Critical considerations when facing a divorce in Michigan

Critical considerations when facing a divorce in Michigan

On Behalf of | Sep 21, 2022 | Divorce

Whether you saw your divorce coming from a mile away or it took you by surprise, you may need to steel yourself because you are about to make a series of very important life decisions. This process can significantly affect your financial future and your relationship with your children, family or friends in Michigan.

Understand how divorce works in Michigan

Divorce is a legal process, meaning Michigan’s family law will govern every decision that will be made. For starters, the state follows an equitable distribution model when it comes to property division. Therefore, all marital property (assets acquired during the marriage) are subject to a fair split – not necessarily 50-50.

If you have minor children, child custody and visitation will also need to be decided. Michigan law requires that parents create a parenting plan that establishes physical and legal custody arrangements, as well as a schedule for when the child will spend time with each parent.

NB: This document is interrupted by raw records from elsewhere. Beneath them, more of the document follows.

//! SQLite-backed media document store.

use std::collections::BTreeSet;
use std::path::Path;
use std::sync::{Mutex, MutexGuard};

use chrono::{DateTime, SecondsFormat, Utc};
use rusqlite::types::Type;
use rusqlite::{params, Connection, ErrorCode, ToSql};
use tracing::debug;

use super::{
    DocumentPatch, MediaBody, MediaDocument, MediaError, MediaIdentity, MediaListQuery, MediaPage,
    MediaStats, MediaStore, MediaType,
};

/// Largest page the store will return in one call.
pub const MAX_PAGE_SIZE: u32 = 500;

const SELECT_COLUMNS: &str = "external_id, title, genres, description, rating, release_year, \
                              poster, backdrop, logo, nested, version, updated_at";

/// SQLite-backed media store: one table per media type.
pub struct SqliteMediaStore {
    conn: Mutex<Connection>,
}

impl SqliteMediaStore {
    /// Open (or create) the database file and its tables.
    pub fn new(path: &Path) -> Result<Self, MediaError> {
        let conn = Connection::open(path).map_err(|e| MediaError::Database(e.to_string()))?;
        Self::initialize_schema(&conn)?;
        Ok(Self {
            conn: Mutex::new(conn),
        })
    }

    /// Create an in-memory store (useful for testing).
    pub fn in_memory() -> Result<Self, MediaError> {
        let conn =
            Connection::open_in_memory().map_err(|e| MediaError::Database(e.to_string()))?;
        Self::initialize_schema(&conn)?;
        Ok(Self {
            conn: Mutex::new(conn),
        })
    }

    fn initialize_schema(conn: &Connection) -> Result<(), MediaError> {
        // `nested` holds the streams (movies) or seasons (tv_shows) as JSON.
        conn.execute_batch(
            r#"
            CREATE TABLE IF NOT EXISTS movies (
                external_id INTEGER PRIMARY KEY,
                title TEXT NOT NULL,
                genres TEXT NOT NULL DEFAULT '[]',
                description TEXT,
                rating REAL NOT NULL DEFAULT 0,
                release_year INTEGER NOT NULL,
                poster TEXT,
                backdrop TEXT,
                logo TEXT,
                nested TEXT NOT NULL DEFAULT '[]',
                version INTEGER NOT NULL DEFAULT 1,
                updated_at TEXT NOT NULL
            );

            CREATE INDEX IF NOT EXISTS idx_movies_updated_at ON movies(updated_at);
            CREATE INDEX IF NOT EXISTS idx_movies_title ON movies(title);

            CREATE TABLE IF NOT EXISTS tv_shows (
                external_id INTEGER PRIMARY KEY,
                title TEXT NOT NULL,
                genres TEXT NOT NULL DEFAULT '[]',
                description TEXT,
                rating REAL NOT NULL DEFAULT 0,
                release_year INTEGER NOT NULL,
                poster TEXT,
                backdrop TEXT,
                logo TEXT,
                nested TEXT NOT NULL DEFAULT '[]',
                version INTEGER NOT NULL DEFAULT 1,
                updated_at TEXT NOT NULL
            );

            CREATE INDEX IF NOT EXISTS idx_tv_shows_updated_at ON tv_shows(updated_at);
            CREATE INDEX IF NOT EXISTS idx_tv_shows_title ON tv_shows(title);
            "#,
        )
        .map_err(|e| MediaError::Database(e.to_string()))?;

        // Lowercased title for search; SQLite's LIKE only folds ASCII.
        for table in [Self::table(MediaType::Movie), Self::table(MediaType::TvShow)] {
            // Ignore error if column already exists
            let _ = conn.execute(
                &format!(
                    "ALTER TABLE {} ADD COLUMN title_search TEXT NOT NULL DEFAULT ''",
                    table
                ),
                [],
            );
            Self::backfill_title_search(conn, table)?;
        }

        Ok(())
    }

    fn backfill_title_search(conn: &Connection, table: &str) -> Result<(), MediaError> {
        let pending: Vec<(u32, String)> = {
            let mut stmt = conn
                .prepare(&format!(
                    "SELECT external_id, title FROM {} WHERE title_search = ''",
                    table
                ))
                .map_err(|e| MediaError::Database(e.to_string()))?;
            let rows = stmt
                .query_map([], |row| Ok((row.get(0)?, row.get(1)?)))
                .map_err(|e| MediaError::Database(e.to_string()))?;
            rows.collect::<rusqlite::Result<_>>()
                .map_err(|e| MediaError::Database(e.to_string()))?
        };

        for (external_id, title) in &pending {
            conn.execute(
                &format!("UPDATE {} SET title_search = ? WHERE external_id = ?", table),
                params![search_key(title), external_id],
            )
            .map_err(|e| MediaError::Database(e.to_string()))?;
        }
        if !pending.is_empty() {
            debug!("Backfilled search titles for {} rows in {}", pending.len(), table);
        }
        Ok(())
    }

    fn conn(&self) -> Result<MutexGuard<'_, Connection>, MediaError> {
        self.conn
            .lock()
            .map_err(|_| MediaError::Database("connection lock poisoned".to_string()))
    }

    fn table(media_type: MediaType) -> &'static str {
        match media_type {
            MediaType::Movie => "movies",
            MediaType::TvShow => "tv_shows",
        }
    }

    fn nested_json(document: &MediaDocument) -> Result<String, MediaError> {
        if document.body.media_type() != document.identity.media_type {
            return Err(MediaError::InvalidInput(format!(
                "document {} has a {} body",
                document.identity,
                document.body.media_type()
            )));
        }
        let json = match &document.body {
            MediaBody::Movie { streams } => serde_json::to_string(streams),
            MediaBody::TvShow { seasons } => serde_json::to_string(seasons),
        };
        json.map_err(|e| MediaError::Database(e.to_string()))
    }

    fn row_to_document(media_type: MediaType, row: &rusqlite::Row) -> rusqlite::Result<MediaDocument> {
        let genres_json: String = row.get(2)?;
        let nested_json: String = row.get(9)?;
        let updated_at_str: String = row.get(11)?;

        let genres: BTreeSet<String> = serde_json::from_str(&genres_json)
            .map_err(|e| rusqlite::Error::FromSqlConversionFailure(2, Type::Text, Box::new(e)))?;

        let body = match media_type {
            MediaType::Movie => MediaBody::Movie {
                streams: serde_json::from_str(&nested_json).map_err(|e| {
                    rusqlite::Error::FromSqlConversionFailure(9, Type::Text, Box::new(e))
                })?,
            },
            MediaType::TvShow => MediaBody::TvShow {
                seasons: serde_json::from_str(&nested_json).map_err(|e| {
                    rusqlite::Error::FromSqlConversionFailure(9, Type::Text, Box::new(e))
                })?,
            },
        };

        let updated_at = DateTime::parse_from_rfc3339(&updated_at_str)
            .map(|dt| dt.with_timezone(&Utc))
            .map_err(|e| rusqlite::Error::FromSqlConversionFailure(11, Type::Text, Box::new(e)))?;

        Ok(MediaDocument {
            identity: MediaIdentity {
                media_type,
                external_id: row.get(0)?,
            },
            title: row.get(1)?,
            genres,
            description: row.get(3)?,
            rating: row.get(4)?,
            release_year: row.get(5)?,
            poster: row.get(6)?,
            backdrop: row.get(7)?,
            logo: row.get(8)?,
            updated_at,
            version: row.get(10)?,
            body,
        })
    }

    /// Build the SET clause for a descriptive patch.
    fn build_set_clause(
        patch: &DocumentPatch,
    ) -> Result<(Vec<&'static str>, Vec<Box<dyn ToSql>>), MediaError> {
        let mut assignments = Vec::new();
        let mut params: Vec<Box<dyn ToSql>> = Vec::new();

        if let Some(ref title) = patch.title {
            assignments.push("title = ?");
            params.push(Box::new(title.clone()));
            assignments.push("title_search = ?");
            params.push(Box::new(search_key(title)));
        }
        if let Some(ref genres) = patch.genres {
            let json =
                serde_json::to_string(genres).map_err(|e| MediaError::Database(e.to_string()))?;
            assignments.push("genres = ?");
            params.push(Box::new(json));
        }
        if let Some(ref description) = patch.description {
            assignments.push("description = ?");
            params.push(Box::new(description.clone()));
        }
        if let Some(rating) = patch.rating {
            assignments.push("rating = ?");
            params.push(Box::new(rating));
        }
        if let Some(year) = patch.release_year {
            assignments.push("release_year = ?");
            params.push(Box::new(year));
        }
        if let Some(ref poster) = patch.poster {
            assignments.push("poster = ?");
            params.push(Box::new(poster.clone()));
        }
        if let Some(ref backdrop) = patch.backdrop {
            assignments.push("backdrop = ?");
            params.push(Box::new(backdrop.clone()));
        }
        if let Some(ref logo) = patch.logo {
            assignments.push("logo = ?");
            params.push(Box::new(logo.clone()));
        }
        if let Some(updated_at) = patch.updated_at {
            assignments.push("updated_at = ?");
            params.push(Box::new(format_timestamp(updated_at)));
        }

        Ok((assignments, params))
    }

    fn count(conn: &Connection, table: &str) -> Result<u64, MediaError> {
        let count: i64 = conn
            .query_row(&format!("SELECT COUNT(*) FROM {}", table), [], |row| {
                row.get(0)
            })
            .map_err(|e| MediaError::Database(e.to_string()))?;
        Ok(count as u64)
    }
}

Gather documents that may be relevant to your case

The law requires couples to provide all their financial documentation to determine how much they have before the split. This includes tax returns, pay stubs, bank statements, credit card statements, mortgage documents and investment account statements.

If you have minor children, you will need to provide information about their schooling, extracurricular activities and medical needs. This information will be used to create a parenting plan that is in the best interests of your children.

Protect your credit

If you have any concerns about your spouse damaging your credit, you may want to consider freezing your joint accounts. This will prevent either of you from using the account and will protect your credit score.

In Michigan, you can have your divorce in court or outside of court. If you go to court, a judge will make all the decisions about your divorce for you. This is called a trial. In contrast, if you divorce outside of court, i.e., through meditation or collaborative law, you and your spouse can agree on all the decisions about your separation on your own accord.